▶ **Activity**
Starting at the line that contains "a plausible size." in the listing below, write out every line word for word until you have written the line that contains "the model file.".

▶ **Records for the exercise**

BEGIN

// SPDX-License-Identifier: MPL-2.0
//! MobileNet v2 ONNX classifier.
//!
//! This module provides functionality for:
//! - Downloading the MobileNet ONNX model and ImageNet labels from
//!   configurable URLs
//! - Verifying model integrity with a BLAKE3 checksum
//! - Running inference and turning logits into ranked predictions

use crate::app::paths;
use crate::classifier::{labels, ClassifyError, ClassifyResult, Prediction};
use image_rs::DynamicImage;
use ndarray::Array4;
use ort::session::{builder::GraphOptimizationLevel, Session};
use std::path::{Path, PathBuf};

/// Filename for the downloaded model in the data directory.
const MODEL_FILENAME: &str = "mobilenetv2-10.onnx";

/// Filename for the downloaded labels in the data directory.
const LABELS_FILENAME: &str = "imagenet_classes.txt";

/// Spatial input size expected by MobileNet v2.
pub const INPUT_SIZE: u32 = 224;

/// ImageNet channel means, RGB order.
const MEAN: [f32; 3] = [0.485, 0.456, 0.406];

/// ImageNet channel standard deviations, RGB order.
const STD: [f32; 3] = [0.229, 0.224, 0.225];

/// Minimum expected model size (5 MB) to detect failed downloads.
/// The MobileNet v2 checkpoint is ~14 MB.
const MIN_MODEL_SIZE_BYTES: u64 = 5_000_000;

const USER_AGENT: &str = concat!("IcedIdentify/", env!("CARGO_PKG_VERSION"));

/// Tunables resolved from config at startup.
#[derive(Debug, Clone)]
pub struct ClassifierSettings {
    pub model_url: String,
    pub labels_url: String,
    /// Optional BLAKE3 hash the downloaded model must match.
    pub model_checksum: Option<String>,
    /// Number of predictions to return from `classify`.
    pub top_k: usize,
    /// Override for the cache directory, used by tests.
    pub data_dir: Option<PathBuf>,
}

/// Manager for the MobileNet classification model.
///
/// Handles model lifecycle: download, validation, and inference.
pub struct MobileNetClassifier {
    model_path: PathBuf,
    labels_path: PathBuf,
    settings: ClassifierSettings,
    labels: Vec<String>,
    session: Option<Session>,
}

impl MobileNetClassifier {
    /// Creates a new classifier instance. The session is not loaded yet.
    #[must_use]
    pub fn new(settings: ClassifierSettings) -> Self {
        let data_dir = settings
            .data_dir
            .clone()
            .or_else(paths::get_app_data_dir)
            .unwrap_or_default();
        Self {
            model_path: data_dir.join(MODEL_FILENAME),
            labels_path: data_dir.join(LABELS_FILENAME),
            settings,
            labels: Vec::new(),
            session: None,
        }
    }

    pub fn model_path(&self) -> &PathBuf {
        &self.model_path
    }

    pub fn labels_path(&self) -> &PathBuf {
        &self.labels_path
    }

    pub fn model_url(&self) -> &str {
        &self.settings.model_url
    }

    pub fn labels_url(&self) -> &str {
        &self.settings.labels_url
    }

    pub fn expected_checksum(&self) -> Option<&str> {
        self.settings.model_checksum.as_deref()
    }

    /// Checks if the model file exists on disk with a plausible size.
    pub fn is_model_downloaded(&self) -> bool {
        match std::fs::metadata(&self.model_path) {
            Ok(meta) => meta.len() >= MIN_MODEL_SIZE_BYTES,
            Err(_) => false,
        }
    }

    /// Reads the label table from disk. A missing or short table is tolerated;
    /// unknown indices fall back to `class N`.
    pub fn load_labels(&mut self) -> ClassifyResult<()> {
        self.labels = labels::load_from_file(&self.labels_path)?;
        Ok(())
    }

    /// Loads the ONNX session from the model file.
    ///
    /// Must be called after the model is downloaded and verified.
    pub fn load_session(&mut self) -> ClassifyResult<()> {
        if !self.model_path.exists() {
            return Err(ClassifyError::ModelNotFound);
        }

        let session = Session::builder()
            .map_err(|e| ClassifyError::InferenceFailed(e.to_string()))?
            .with_optimization_level(GraphOptimizationLevel::Level3)
            .map_err(|e| ClassifyError::InferenceFailed(e.to_string()))?
            .commit_from_file(&self.model_path)
            .map_err(|e| ClassifyError::InferenceFailed(e.to_string()))?;

        self.session = Some(session);
        Ok(())
    }

    /// Checks if the ONNX session is loaded and ready.
    pub fn is_session_ready(&self) -> bool {
        self.session.is_some()
    }

    /// Runs classification on an image.
    ///
    /// Returns the top predictions ordered by descending probability.
    pub fn classify(&mut self, image: &DynamicImage) -> ClassifyResult<Vec<Prediction>> {
        let session = self
            .session
            .as_mut()
            .ok_or(ClassifyError::SessionNotInitialized)?;

        // Preprocess: DynamicImage -> NCHW tensor (RGB, ImageNet-normalized)
        let input_tensor = preprocess_image(image)?;
        let input_tensor = input_tensor.as_standard_layout().into_owned();

        // Get input name from model (the ONNX zoo export uses 'input')
        let input_name = session
            .inputs
            .first()
            .map_or_else(|| "input".to_string(), |i| i.name.clone());

        let input_ref = ort::value::TensorRef::from_array_view(&input_tensor)
            .map_err(|e| ClassifyError::InferenceFailed(e.to_string()))?;

        let outputs = session
            .run(ort::inputs![input_name.as_str() => input_ref])
            .map_err(|e| ClassifyError::InferenceFailed(e.to_string()))?;

        // Postprocess: logits -> softmax -> ranked (label, probability) pairs
        let logits = extract_logits(&outputs)?;
        let probabilities = softmax(&logits);
        Ok(top_k(&probabilities, self.settings.top_k, &self.labels))
    }
}

/// Preprocesses an image for MobileNet inference.
///
/// Resizes to 224x224, converts to NCHW format (batch=1, channels=3), RGB
/// color order, normalized with the ImageNet channel means and deviations.
pub fn preprocess_image(img: &DynamicImage) -> ClassifyResult<Array4<f32>> {
    let resized = img
        .resize_exact(INPUT_SIZE, INPUT_SIZE, image_rs::imageops::FilterType::Triangle)
        .to_rgb8();

    let size = INPUT_SIZE as usize;
    let mut tensor = Array4::<f32>::zeros((1, 3, size, size));

    for (x, y, pixel) in resized.enumerate_pixels() {
        let [r, g, b] = pixel.0;
        tensor[[0, 0, y as usize, x as usize]] = (r as f32 / 255.0 - MEAN[0]) / STD[0];
        tensor[[0, 1, y as usize, x as usize]] = (g as f32 / 255.0 - MEAN[1]) / STD[1];
        tensor[[0, 2, y as usize, x as usize]] = (b as f32 / 255.0 - MEAN[2]) / STD[2];
    }

    Ok(tensor)
}

/// Pulls the flat logit vector out of the first output tensor.
///
/// Accepts `[1, N]` as exported by the ONNX model zoo, or a flat `[N]`.
fn extract_logits(outputs: &ort::session::SessionOutputs<'_>) -> ClassifyResult<Vec<f32>> {
    let (_, output) = outputs
        .iter()
        .next()
        .ok_or_else(|| ClassifyError::PostprocessingFailed("No output tensor".to_string()))?;

    let (shape, data) = output
        .try_extract_tensor::<f32>()
        .map_err(|e: ort::Error| ClassifyError::PostprocessingFailed(e.to_string()))?;

    match shape.len() {
        1 => Ok(data.to_vec()),
        2 if shape[0] == 1 => Ok(data.to_vec()),
        _ => Err(ClassifyError::PostprocessingFailed(format!(
            "Unexpected output shape: {shape:?}"
        ))),
    }
}

/// Numerically stable softmax over the logit vector.
fn softmax(logits: &[f32]) -> Vec<f32> {
    let max = logits.iter().copied().fold(f32::NEG_INFINITY, f32::max);
    let exps: Vec<f32> = logits.iter().map(|&v| (v - max).exp()).collect();
    let sum: f32 = exps.iter().sum();
    if sum <= 0.0 || !sum.is_finite() {
        return vec![0.0; logits.len()];
    }
    exps.into_iter().map(|v| v / sum).collect()
}

/// Ranks probabilities and resolves the top `k` into predictions.
fn top_k(probabilities: &[f32], k: usize, class_labels: &[String]) -> Vec<Prediction> {
    let mut indexed: Vec<(usize, f32)> = probabilities.iter().copied().enumerate().collect();
    indexed.sort_by(|a, b| b.1.partial_cmp(&a.1).unwrap_or(std::cmp::Ordering::Equal));
    indexed
        .into_iter()
        .take(k)
        .map(|(index, probability)| Prediction {
            label: labels::resolve(class_labels, index),
            probability,
        })
        .collect()
}

/// Downloads the model from the specified URL to `path`.
///
/// Returns the number of bytes downloaded.
pub async fn download_model(url: &str, path: &Path) -> ClassifyResult<u64> {
    use futures_util::StreamExt;

    let client = reqwest::Client::builder()
        .redirect(reqwest::redirect::Policy::limited(10))
        .user_agent(USER_AGENT)
        .build()
        .map_err(|e| ClassifyError::DownloadFailed(e.to_string()))?;

    let response = client
        .get(url)
        .send()
        .await
        .map_err(|e| ClassifyError::DownloadFailed(e.to_string()))?;

    if !response.status().is_success() {
        return Err(ClassifyError::DownloadFailed(format!(
            "HTTP status: {}",
            response.status()
        )));
    }

    let total_size = response.content_length().unwrap_or(0);

    // A tiny response here is an error page, not the model.
    if total_size > 0 && total_size < MIN_MODEL_SIZE_BYTES {
        return Err(ClassifyError::DownloadFailed(format!(
            "Response too small ({total_size} bytes), expected model file (~14 MB). URL may have changed or returned an error page."
        )));
    }

    if let Some(parent) = path.parent() {
        std::fs::create_dir_all(parent).map_err(|e| ClassifyError::Io(e.to_string()))?;
    }

    let mut file = std::fs::File::create(path).map_err(|e| ClassifyError::Io(e.to_string()))?;

    let mut downloaded: u64 = 0;
    let mut stream = response.bytes_stream();

    while let Some(chunk) = stream.next().await {
        let chunk = chunk.map_err(|e| ClassifyError::DownloadFailed(e.to_string()))?;
        std::io::Write::write_all(&mut file, &chunk)
            .map_err(|e| ClassifyError::Io(e.to_string()))?;
        downloaded += chunk.len() as u64;
    }

    if downloaded < MIN_MODEL_SIZE_BYTES {
        // Delete the incomplete/invalid file
        let _ = std::fs::remove_file(path);
        return Err(ClassifyError::DownloadFailed(format!(
            "Downloaded file too small ({downloaded} bytes), expected ~14 MB"
        )));
    }

    Ok(downloaded)
}

/// Downloads the labels file (one class name per line) to `path`.
pub async fn download_labels(url: &str, path: &Path) -> ClassifyResult<()> {
    let client = reqwest::Client::builder()
        .user_agent(USER_AGENT)
        .build()
        .map_err(|e| ClassifyError::DownloadFailed(e.to_string()))?;

    let response = client
        .get(url)
        .send()
        .await
        .map_err(|e| ClassifyError::DownloadFailed(e.to_string()))?;

    if !response.status().is_success() {
        return Err(ClassifyError::DownloadFailed(format!(
            "HTTP status: {}",
            response.status()
        )));
    }

    let text = response
        .text()
        .await
        .map_err(|e| ClassifyError::DownloadFailed(e.to_string()))?;

    if let Some(parent) = path.parent() {
        std::fs::create_dir_all(parent).map_err(|e| ClassifyError::Io(e.to_string()))?;
    }
    std::fs::write(path, text).map_err(|e| ClassifyError::Io(e.to_string()))?;
    Ok(())
}

/// Verifies the model file integrity using a BLAKE3 hash.
pub fn verify_checksum(path: &Path, expected_hash: &str) -> ClassifyResult<()> {
    if !path.exists() {
        return Err(ClassifyError::ModelNotFound);
    }

    let file_data = std::fs::read(path).map_err(|e| ClassifyError::Io(e.to_string()))?;
    let actual_hash = blake3::hash(&file_data).to_hex().to_string();

    if actual_hash != expected_hash {
        return Err(ClassifyError::ChecksumMismatch {
            expected: expected_hash.to_string(),
            actual: actual_hash,
        });
    }

    Ok(())
}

END

▶ **Final answer**
    /// Checks if the model file exists on disk with a plausible size.
    pub fn is_model_downloaded(&self) -> bool {
        match std::fs::metadata(&self.model_path) {
            Ok(meta) => meta.len() >= MIN_MODEL_SIZE_BYTES,
            Err(_) => false,
        }
    }

    /// Reads the label table from disk. A missing or short table is tolerated;
    /// unknown indices fall back to `class N`.
    pub fn load_labels(&mut self) -> ClassifyResult<()> {
        self.labels = labels::load_from_file(&self.labels_path)?;
        Ok(())
    }

    /// Loads the ONNX session from the model file.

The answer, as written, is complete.